According to the German Alzheimer’s Association (DAlzG), every 100 seconds, a person in Germany falls ill with dementia. Most of them suffer from a form of dementia known as Alzheimer’s disease. There are more than 300,000 new cases every year. The exact cause is still unclear. Until now, the disease has been diagnosed based on symptoms, lumbar puncture or imaging methods such as positron emission tomography (PET). This is not only unpleasant and time-consuming for the patient, but this form of diagnosis is also very cost-intensive.

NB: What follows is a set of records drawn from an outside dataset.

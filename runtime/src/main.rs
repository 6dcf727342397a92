// Copyright 2026 Reelfeed Contributors
// SPDX-License-Identifier: Apache-2.0

use anyhow::Result;
use clap::{CommandFactory, Parser, Subcommand};
use clap_complete::Shell;
use reelfeed_runtime::cli;
use reelfeed_runtime::cli::serve::ServeArgs;

#[derive(Parser)]
#[command(
    name = "reelfeed",
    about = "Reelfeed: short-form video feed for small screens",
    version,
    after_help = "Run 'reelfeed <command> --help' for details on each command."
)]
struct Cli {
    /// Output results as JSON (machine-readable)
    #[arg(long, global = true)]
    json: bool,

    /// Suppress non-essential output
    #[arg(long, short, global = true)]
    quiet: bool,

    /// Enable verbose/debug logging
    #[arg(long, short, global = true)]
    verbose: bool,

    /// Disable colored output
    #[arg(long, global = true)]
    no_color: bool,

    #[command(subcommand)]
    command: Option<Commands>,
}

#[derive(Subcommand)]
enum Commands {
    /// Run the HTTP service (default)
    Serve {
        /// Address to bind (overrides REELFEED_HOST)
        #[arg(long)]
        host: Option<String>,
        /// Port to bind (overrides REELFEED_PORT / PORT)
        #[arg(long)]
        port: Option<u16>,
        /// Serve synthetic items without launching a browser
        #[arg(long)]
        synthetic: bool,
    },
    /// Acquire one batch and print it
    Fetch {
        /// Maximum number of items
        #[arg(long)]
        limit: Option<usize>,
        /// Skip the browser and print synthetic items
        #[arg(long)]
        synthetic: bool,
    },
    /// Check environment and diagnose issues
    Doctor,
    /// Generate shell completions
    Completions {
        /// Shell to generate completions for
        shell: Shell,
    },
}

#[tokio::main]
async fn main() -> Result<()> {
    let cli = Cli::parse();

    // Set global flags via environment variables so all modules can check them
    if cli.json {
        std::env::set_var("REELFEED_JSON", "1");
    }
    if cli.quiet {
        std::env::set_var("REELFEED_QUIET", "1");
    }
    if cli.verbose {
        std::env::set_var("REELFEED_VERBOSE", "1");
    }
    if cli.no_color {
        std::env::set_var("REELFEED_NO_COLOR", "1");
    }

    let result = match cli.command {
        None => cli::serve::run(ServeArgs::default()).await,
        Some(Commands::Serve {
            host,
            port,
            synthetic,
        }) => {
            cli::serve::run(ServeArgs {
                host,
                port,
                synthetic,
            })
            .await
        }
        Some(Commands::Fetch { limit, synthetic }) => cli::fetch::run(limit, synthetic).await,
        Some(Commands::Doctor) => cli::doctor::run().await,
        Some(Commands::Completions { shell }) => {
            let mut cmd = Cli::command();
            clap_complete::generate(shell, &mut cmd, "reelfeed", &mut std::io::stdout());
            Ok(())
        }
    };

    // Consistent exit codes: 0=success, 1=error
    if let Err(e) = &result {
        if !cli::output::is_quiet() && !cli::output::is_json() {
            eprintln!("  Error: {e:#}");
        }
        if cli::output::is_json() {
            cli::output::print_json(&serde_json::json!({
                "error": true,
                "message": format!("{e:#}"),
            }));
        }
        std::process::exit(1);
    }

    result
}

A blood test developed over the past 20 years at Leipzig University can detect the disease much more easily and efficiently. Blood is taken from the patient, then the white blood cells are stimulated in the laboratory using certain substances that trigger cell division. The cells of people with Alzheimer’s respond differently to those of healthy patients. “This disease-specific cell response means we can make a conclusive diagnosis of Alzheimer’s disease. Our clinical trials conducted in recent years have clearly shown this,” explained Professor Thomas Arendt, Director of the Paul Flechsig Institute for Brain Research. The US company Amarantus BioScience has now acquired the exclusive licence to use this test from the University. The company plans to refine the test in the future and use it as the basis for determining a diagnostic biomarker. The aim is to detect the disease at an early stage so that appropriate therapy can be started immediately. “We are of course delighted that our research is now being introduced into clinical practice. We will continue to work on further simplifying the test so that it can eventually be carried out by general practitioners,” said Arendt.
Professor Arendt and his team have spent nearly 40 years researching Alzheimer’s disease. In the 1980s, they were involved in the discovery that established the basis for the only possible treatment to date: the researchers observed that neurones which use the semiochemical acetylcholine to transmit signals die off in the brains of Alzheimer’s patients. Professor Arendt suspects a disorder in the activation of these nerve cells to be the cause of Alzheimer’s disease. “In my opinion, the cellular system of cell division is damaged in this disease. Nerve cells don’t actually divide. However, in Alzheimer’s disease, the molecular switch is reversed and cell division is reactivated at the wrong time and in the wrong place,” explains Arendt. Gene therapy could stop these division processes, reactivate cell protection and thus prevent cell death.